What the task asks.
Make an exact copy of the lines starting at the top of the listing below and ending at the line that contains "their declared read", inclusive.

Data listing.
**********
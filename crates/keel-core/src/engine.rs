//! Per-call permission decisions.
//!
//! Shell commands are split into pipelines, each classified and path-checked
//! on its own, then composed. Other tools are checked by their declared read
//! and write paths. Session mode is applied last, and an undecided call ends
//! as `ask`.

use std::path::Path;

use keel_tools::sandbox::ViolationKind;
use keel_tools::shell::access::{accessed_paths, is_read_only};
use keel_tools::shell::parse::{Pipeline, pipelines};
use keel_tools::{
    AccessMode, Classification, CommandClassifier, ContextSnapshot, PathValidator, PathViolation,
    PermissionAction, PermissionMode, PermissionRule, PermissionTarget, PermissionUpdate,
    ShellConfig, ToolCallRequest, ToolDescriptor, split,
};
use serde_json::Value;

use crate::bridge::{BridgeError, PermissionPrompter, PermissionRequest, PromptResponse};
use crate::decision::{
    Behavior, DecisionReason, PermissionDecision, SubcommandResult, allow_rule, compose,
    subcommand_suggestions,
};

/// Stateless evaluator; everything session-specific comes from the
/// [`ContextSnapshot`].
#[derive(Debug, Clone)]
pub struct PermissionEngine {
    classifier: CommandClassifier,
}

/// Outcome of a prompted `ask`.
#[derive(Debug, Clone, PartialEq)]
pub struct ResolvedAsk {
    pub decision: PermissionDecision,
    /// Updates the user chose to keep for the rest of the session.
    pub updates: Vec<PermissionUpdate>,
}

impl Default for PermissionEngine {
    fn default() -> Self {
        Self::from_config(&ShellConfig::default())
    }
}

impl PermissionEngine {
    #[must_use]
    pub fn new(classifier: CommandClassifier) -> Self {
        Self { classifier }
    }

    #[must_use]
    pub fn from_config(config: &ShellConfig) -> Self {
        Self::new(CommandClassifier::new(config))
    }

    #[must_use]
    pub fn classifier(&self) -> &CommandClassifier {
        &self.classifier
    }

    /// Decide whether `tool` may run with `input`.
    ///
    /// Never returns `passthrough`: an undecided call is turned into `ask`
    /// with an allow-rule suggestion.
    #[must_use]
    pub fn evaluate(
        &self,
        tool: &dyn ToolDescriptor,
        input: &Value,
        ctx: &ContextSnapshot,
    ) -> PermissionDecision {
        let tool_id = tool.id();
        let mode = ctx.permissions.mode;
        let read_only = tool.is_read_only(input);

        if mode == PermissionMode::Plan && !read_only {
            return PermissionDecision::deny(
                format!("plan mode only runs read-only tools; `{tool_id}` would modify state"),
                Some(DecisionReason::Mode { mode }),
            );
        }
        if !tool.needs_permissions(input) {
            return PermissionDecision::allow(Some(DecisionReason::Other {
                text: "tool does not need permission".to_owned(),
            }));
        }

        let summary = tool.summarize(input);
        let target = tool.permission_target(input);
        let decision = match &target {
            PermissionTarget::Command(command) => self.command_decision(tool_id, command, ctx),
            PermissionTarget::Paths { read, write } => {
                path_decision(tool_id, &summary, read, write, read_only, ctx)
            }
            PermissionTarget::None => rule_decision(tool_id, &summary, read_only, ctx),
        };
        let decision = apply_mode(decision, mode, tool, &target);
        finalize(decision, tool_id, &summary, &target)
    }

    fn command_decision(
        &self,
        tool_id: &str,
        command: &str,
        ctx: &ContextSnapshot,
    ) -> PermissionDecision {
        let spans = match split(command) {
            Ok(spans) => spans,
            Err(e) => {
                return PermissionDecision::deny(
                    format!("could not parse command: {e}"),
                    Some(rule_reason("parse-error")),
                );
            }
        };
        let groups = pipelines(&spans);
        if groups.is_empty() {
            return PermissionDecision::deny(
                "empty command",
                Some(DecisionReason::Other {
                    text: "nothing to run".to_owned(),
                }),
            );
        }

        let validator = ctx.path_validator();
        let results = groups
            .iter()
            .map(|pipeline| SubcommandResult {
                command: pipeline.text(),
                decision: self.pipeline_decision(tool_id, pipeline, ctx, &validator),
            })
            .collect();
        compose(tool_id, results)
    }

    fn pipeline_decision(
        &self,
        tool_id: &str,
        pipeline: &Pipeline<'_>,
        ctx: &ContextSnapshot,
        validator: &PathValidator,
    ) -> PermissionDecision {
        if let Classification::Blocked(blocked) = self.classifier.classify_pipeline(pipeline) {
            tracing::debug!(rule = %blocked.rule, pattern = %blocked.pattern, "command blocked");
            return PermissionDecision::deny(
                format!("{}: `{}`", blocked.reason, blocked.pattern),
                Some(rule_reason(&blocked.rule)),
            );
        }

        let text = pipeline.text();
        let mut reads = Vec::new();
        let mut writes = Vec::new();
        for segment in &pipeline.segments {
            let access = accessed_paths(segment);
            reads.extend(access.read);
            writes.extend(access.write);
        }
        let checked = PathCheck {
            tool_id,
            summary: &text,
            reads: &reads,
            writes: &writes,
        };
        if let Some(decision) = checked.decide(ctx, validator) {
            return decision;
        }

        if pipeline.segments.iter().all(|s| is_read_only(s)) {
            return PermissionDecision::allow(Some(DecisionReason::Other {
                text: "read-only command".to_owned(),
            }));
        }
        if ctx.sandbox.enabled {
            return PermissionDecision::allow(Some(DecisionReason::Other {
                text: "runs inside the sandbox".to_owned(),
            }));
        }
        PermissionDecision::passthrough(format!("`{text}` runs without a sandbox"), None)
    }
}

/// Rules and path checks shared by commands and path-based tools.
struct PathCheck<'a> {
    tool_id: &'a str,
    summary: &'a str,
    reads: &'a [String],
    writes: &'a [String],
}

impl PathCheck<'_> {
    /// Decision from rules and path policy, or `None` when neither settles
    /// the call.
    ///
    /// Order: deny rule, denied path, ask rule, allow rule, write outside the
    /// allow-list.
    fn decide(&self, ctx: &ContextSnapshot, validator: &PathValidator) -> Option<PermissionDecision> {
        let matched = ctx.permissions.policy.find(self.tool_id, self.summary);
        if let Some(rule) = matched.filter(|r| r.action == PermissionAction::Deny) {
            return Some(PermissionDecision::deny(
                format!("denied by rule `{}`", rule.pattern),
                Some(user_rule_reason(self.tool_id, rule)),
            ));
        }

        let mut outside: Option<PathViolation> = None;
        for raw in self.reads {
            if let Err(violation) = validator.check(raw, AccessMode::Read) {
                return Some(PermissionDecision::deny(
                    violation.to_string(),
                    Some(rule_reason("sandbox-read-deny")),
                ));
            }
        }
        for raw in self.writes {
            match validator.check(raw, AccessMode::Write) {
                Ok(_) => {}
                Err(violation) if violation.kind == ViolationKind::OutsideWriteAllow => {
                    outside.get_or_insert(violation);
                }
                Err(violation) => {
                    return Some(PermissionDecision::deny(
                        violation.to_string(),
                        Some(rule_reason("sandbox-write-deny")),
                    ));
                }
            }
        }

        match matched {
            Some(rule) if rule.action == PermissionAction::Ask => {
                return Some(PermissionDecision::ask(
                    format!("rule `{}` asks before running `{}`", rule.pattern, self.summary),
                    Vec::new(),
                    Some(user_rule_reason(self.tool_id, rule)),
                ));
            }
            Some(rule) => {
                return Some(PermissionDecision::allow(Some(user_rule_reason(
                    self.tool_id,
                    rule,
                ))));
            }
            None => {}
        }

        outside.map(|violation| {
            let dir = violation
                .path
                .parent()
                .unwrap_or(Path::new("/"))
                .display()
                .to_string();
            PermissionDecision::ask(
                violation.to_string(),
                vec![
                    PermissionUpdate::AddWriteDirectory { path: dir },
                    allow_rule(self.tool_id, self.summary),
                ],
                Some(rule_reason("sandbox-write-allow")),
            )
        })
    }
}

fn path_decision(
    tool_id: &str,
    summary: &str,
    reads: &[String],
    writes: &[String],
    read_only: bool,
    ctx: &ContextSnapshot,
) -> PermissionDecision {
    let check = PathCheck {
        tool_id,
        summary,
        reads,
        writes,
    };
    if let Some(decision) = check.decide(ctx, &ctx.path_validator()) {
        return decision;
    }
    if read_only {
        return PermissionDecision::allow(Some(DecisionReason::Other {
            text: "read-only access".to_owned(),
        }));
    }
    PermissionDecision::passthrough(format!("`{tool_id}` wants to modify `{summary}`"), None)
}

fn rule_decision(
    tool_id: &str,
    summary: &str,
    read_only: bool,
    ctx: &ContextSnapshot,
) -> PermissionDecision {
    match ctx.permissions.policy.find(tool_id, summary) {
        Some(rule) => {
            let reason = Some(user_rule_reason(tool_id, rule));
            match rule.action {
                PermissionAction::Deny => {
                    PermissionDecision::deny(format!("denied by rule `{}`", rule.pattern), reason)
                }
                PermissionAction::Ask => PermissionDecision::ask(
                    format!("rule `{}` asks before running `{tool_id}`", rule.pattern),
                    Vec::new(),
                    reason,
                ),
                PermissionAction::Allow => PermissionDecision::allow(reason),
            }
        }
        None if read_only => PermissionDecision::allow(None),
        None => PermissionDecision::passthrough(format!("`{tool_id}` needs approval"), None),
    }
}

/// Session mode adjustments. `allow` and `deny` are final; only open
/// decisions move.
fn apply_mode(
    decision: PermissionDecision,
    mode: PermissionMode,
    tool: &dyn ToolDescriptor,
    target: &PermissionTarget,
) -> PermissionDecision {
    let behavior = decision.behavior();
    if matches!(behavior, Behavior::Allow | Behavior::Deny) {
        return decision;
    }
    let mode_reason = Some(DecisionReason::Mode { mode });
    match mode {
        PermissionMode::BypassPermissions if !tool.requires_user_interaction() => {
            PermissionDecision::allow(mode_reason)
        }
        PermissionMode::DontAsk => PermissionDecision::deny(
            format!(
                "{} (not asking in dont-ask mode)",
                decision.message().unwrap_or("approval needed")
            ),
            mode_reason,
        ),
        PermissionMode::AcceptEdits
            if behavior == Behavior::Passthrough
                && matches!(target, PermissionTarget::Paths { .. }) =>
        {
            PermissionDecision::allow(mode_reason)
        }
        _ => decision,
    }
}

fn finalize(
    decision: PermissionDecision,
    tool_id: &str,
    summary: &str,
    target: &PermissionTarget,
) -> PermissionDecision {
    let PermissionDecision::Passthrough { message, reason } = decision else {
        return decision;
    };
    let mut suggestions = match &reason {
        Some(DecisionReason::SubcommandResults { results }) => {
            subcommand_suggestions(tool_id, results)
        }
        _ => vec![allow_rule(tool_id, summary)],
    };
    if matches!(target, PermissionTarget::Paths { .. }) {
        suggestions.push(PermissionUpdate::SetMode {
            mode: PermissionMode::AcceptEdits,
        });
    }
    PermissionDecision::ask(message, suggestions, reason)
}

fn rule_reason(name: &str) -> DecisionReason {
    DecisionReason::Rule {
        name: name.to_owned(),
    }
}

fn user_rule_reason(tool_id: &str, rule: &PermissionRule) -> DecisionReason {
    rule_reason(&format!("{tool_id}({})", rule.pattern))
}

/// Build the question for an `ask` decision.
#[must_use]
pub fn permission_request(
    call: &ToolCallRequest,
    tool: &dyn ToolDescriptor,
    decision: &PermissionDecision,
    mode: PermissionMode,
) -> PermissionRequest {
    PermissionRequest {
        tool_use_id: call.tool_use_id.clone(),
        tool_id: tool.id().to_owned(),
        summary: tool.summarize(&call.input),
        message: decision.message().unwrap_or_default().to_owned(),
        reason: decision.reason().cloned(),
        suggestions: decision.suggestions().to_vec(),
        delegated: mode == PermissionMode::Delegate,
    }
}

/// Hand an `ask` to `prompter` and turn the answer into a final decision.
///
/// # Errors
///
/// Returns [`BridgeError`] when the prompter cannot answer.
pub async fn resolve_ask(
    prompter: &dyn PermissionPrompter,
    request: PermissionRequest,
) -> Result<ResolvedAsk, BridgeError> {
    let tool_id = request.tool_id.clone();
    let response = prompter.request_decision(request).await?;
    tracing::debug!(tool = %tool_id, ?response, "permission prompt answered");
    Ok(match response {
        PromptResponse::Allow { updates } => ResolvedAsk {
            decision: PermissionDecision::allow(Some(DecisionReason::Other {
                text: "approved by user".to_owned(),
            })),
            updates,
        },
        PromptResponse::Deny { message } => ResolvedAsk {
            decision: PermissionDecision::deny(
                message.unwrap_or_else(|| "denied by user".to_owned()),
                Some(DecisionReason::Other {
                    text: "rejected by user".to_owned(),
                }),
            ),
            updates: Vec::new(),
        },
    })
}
**********
Expected answer.
filename crates/keel-core/src/engine.rs
//! Per-call permission decisions.
//!
//! Shell commands are split into pipelines, each classified and path-checked
//! on its own, then composed. Other tools are checked by their declared read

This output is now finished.